Be on the lookout for powdery mildew and other fungal diseases that may be enjoying this combination of warm air and moist soil.

* Late September is ideal for sowing a new lawn or re-seeding bare spots.

* Compost annuals and vegetable crops that have finished producing.

* Cultivate and add compost to the soil to replenish its nutrients for fall and winter vegetables and flowers.

* Plant for fall now. The warm soil will get cool-season veggies and flowers off to a fast start.

* Plant onions, lettuce, peas, radishes, turnips, beets, carrots, bok choy, spinach and potatoes directly into the vegetable beds.

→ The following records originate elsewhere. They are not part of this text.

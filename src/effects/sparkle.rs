use crate::foundation::core::{Point, Rgba8};
use crate::geometry::heart::HeartOutline;
use crate::render::style::{FillStyle, Shadow, StrokeStyle};
use crate::render::surface::Surface;
use std::f64::consts::FRAC_PI_2;

/// Default number of sparkles spread along the outline.
pub const DEFAULT_SPARKLES: usize = 15;

/// Rays per sparkle.
pub const SPARKLE_RAYS: usize = 4;

const STAGGER_MS: f64 = 200.0;
const GLOW_BLUR: f64 = 20.0;
const RAY_WIDTH: f64 = 1.0;
const RAY_OPACITY: f64 = 0.6;

/// Geometry and opacity of one sparkle at one instant.
#[derive(Clone, Copy, Debug, PartialEq)]
pub struct Sparkle {
    /// Outline point the sparkle sits on.
    pub center: Point,
    /// Radius of the dot.
    pub radius: f64,
    /// Dot opacity in `[0, 1]`.
    pub opacity: f64,
    /// Outer end of each ray; rays start at `center`.
    pub ray_ends: [Point; SPARKLE_RAYS],
}

/// Sparkle `i` of `count` at `elapsed_ms`, or `None` when there is nothing to place it on.
///
/// Sparkle `i` sits on outline point `floor(i / count * len)`. Its phase is offset by
/// `i * 200ms` so neighbours pulse out of step.
pub fn sparkle_at(
    outline: &HeartOutline,
    i: usize,
    count: usize,
    elapsed_ms: f64,
) -> Option<Sparkle> {
    if count == 0 || i >= count {
        return None;
    }
    let index = ((i as f64 / count as f64) * outline.len() as f64).floor() as usize;
    let center = *outline.points().get(index)?;

    let phase = (elapsed_ms + i as f64 * STAGGER_MS) / 1000.0;
    let wave = phase.sin();
    let ray_len = 8.0 + 4.0 * wave;
    let ray_ends = std::array::from_fn(|j| {
        let angle = j as f64 * FRAC_PI_2 + phase;
        Point::new(
            center.x + angle.cos() * ray_len,
            center.y + angle.sin() * ray_len,
        )
    });

    Some(Sparkle {
        center,
        radius: 2.0 + 1.5 * wave,
        opacity: 0.5 + 0.5 * wave,
        ray_ends,
    })
}

/// Draw `count` pulsing sparkles along `outline`.
pub fn draw_sparkles<S: Surface + ?Sized>(
    surface: &mut S,
    outline: &HeartOutline,
    elapsed_ms: f64,
    count: usize,
) {
    let glow = Shadow {
        blur: GLOW_BLUR,
        color: Rgba8::WHITE,
    };
    for i in 0..count {
        let Some(sparkle) = sparkle_at(outline, i, count, elapsed_ms) else {
            continue;
        };

        let dot = FillStyle::new(Rgba8::WHITE.with_opacity(sparkle.opacity)).with_shadow(glow);
        surface.fill_circle(sparkle.center, sparkle.radius, &dot);

        let ray = StrokeStyle::new(
            Rgba8::WHITE.with_opacity(sparkle.opacity * RAY_OPACITY),
            RAY_WIDTH,
        )
        .with_shadow(glow);
        for end in sparkle.ray_ends {
            surface.stroke_line(sparkle.center, end, &ray);
        }
    }
}

#[cfg(test)]
#[path = "../../tests/unit/effects/sparkle.rs"]
mod tests;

* Transplant lettuce, cabbage, broccoli, kale, Brussels sprouts and cauliflower.

* Sow seeds of California poppies, clarkia and African daisies.

* Transplant cool-weather annuals such as pansies, violas, fairy primroses, calendulas, stocks and snapdragons.

* Divide and replant bulbs, rhizomes and perennials.

* Dig up and divide daylilies as they complete their bloom cycle.

* Divide and transplant peonies that have become overcrowded. Replant with "eyes" about an inch below the soil surface.